--- Excerpted records Enclosed Below ---

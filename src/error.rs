//! Error types for wallet generation and secure storage

use thiserror::Error;

/// Errors surfaced by the wallet lifecycle.
#[derive(Debug, Clone, PartialEq, Eq, Error)]
pub enum WalletError {
    /// The key engine failed to produce a mnemonic or derive keys
    #[error("key engine unavailable: {0}")]
    EngineUnavailable(String),

    /// The encrypted store could not be read or written
    #[error("secure store unavailable: {0}")]
    StoreUnavailable(String),

    /// A loaded record has some, but not all, fields populated.
    ///
    /// Advisory only: `load` never returns this, callers use it to decide
    /// what to display.
    #[error(
        "inconsistent wallet record (public key: {}, private key: {}, recovery phrase: {})",
        presence(.public_key),
        presence(.private_key),
        presence(.mnemonic_phrase)
    )]
    InconsistentRecord {
        public_key: bool,
        private_key: bool,
        mnemonic_phrase: bool,
    },
}

fn presence(set: &bool) -> &'static str {
    if *set {
        "present"
    } else {
        "missing"
    }
}

impl WalletError {
    pub(crate) fn engine(err: impl std::fmt::Display) -> Self {
        Self::EngineUnavailable(err.to_string())
    }

    pub(crate) fn store(err: impl std::fmt::Display) -> Self {
        Self::StoreUnavailable(err.to_string())
    }
}

impl From<sqlx::Error> for WalletError {
    fn from(err: sqlx::Error) -> Self {
        Self::StoreUnavailable(format!("database error: {err}"))
    }
}

/// Result alias for library operations.
pub type Result<T> = std::result::Result<T, WalletError>;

--- End of Enclosed Excerpted records ---

### Task objective
Send back every record, precisely as written.

### Task response
filename src/error.rs
//! Error types for wallet generation and secure storage

use thiserror::Error;

/// Errors surfaced by the wallet lifecycle.
#[derive(Debug, Clone, PartialEq, Eq, Error)]
pub enum WalletError {
    /// The key engine failed to produce a mnemonic or derive keys
    #[error("key engine unavailable: {0}")]
    EngineUnavailable(String),

    /// The encrypted store could not be read or written
    #[error("secure store unavailable: {0}")]
    StoreUnavailable(String),

    /// A loaded record has some, but not all, fields populated.
    ///
    /// Advisory only: `load` never returns this, callers use it to decide
    /// what to display.
    #[error(
        "inconsistent wallet record (public key: {}, private key: {}, recovery phrase: {})",
        presence(.public_key),
        presence(.private_key),
        presence(.mnemonic_phrase)
    )]
    InconsistentRecord {
        public_key: bool,
        private_key: bool,
        mnemonic_phrase: bool,
    },
}

fn presence(set: &bool) -> &'static str {
    if *set {
        "present"
    } else {
        "missing"
    }
}

impl WalletError {
    pub(crate) fn engine(err: impl std::fmt::Display) -> Self {
        Self::EngineUnavailable(err.to_string())
    }

    pub(crate) fn store(err: impl std::fmt::Display) -> Self {
        Self::StoreUnavailable(err.to_string())
    }
}

impl From<sqlx::Error> for WalletError {
    fn from(err: sqlx::Error) -> Self {
        Self::StoreUnavailable(format!("database error: {err}"))
    }
}

/// Result alias for library operations.
pub type Result<T> = std::result::Result<T, WalletError>;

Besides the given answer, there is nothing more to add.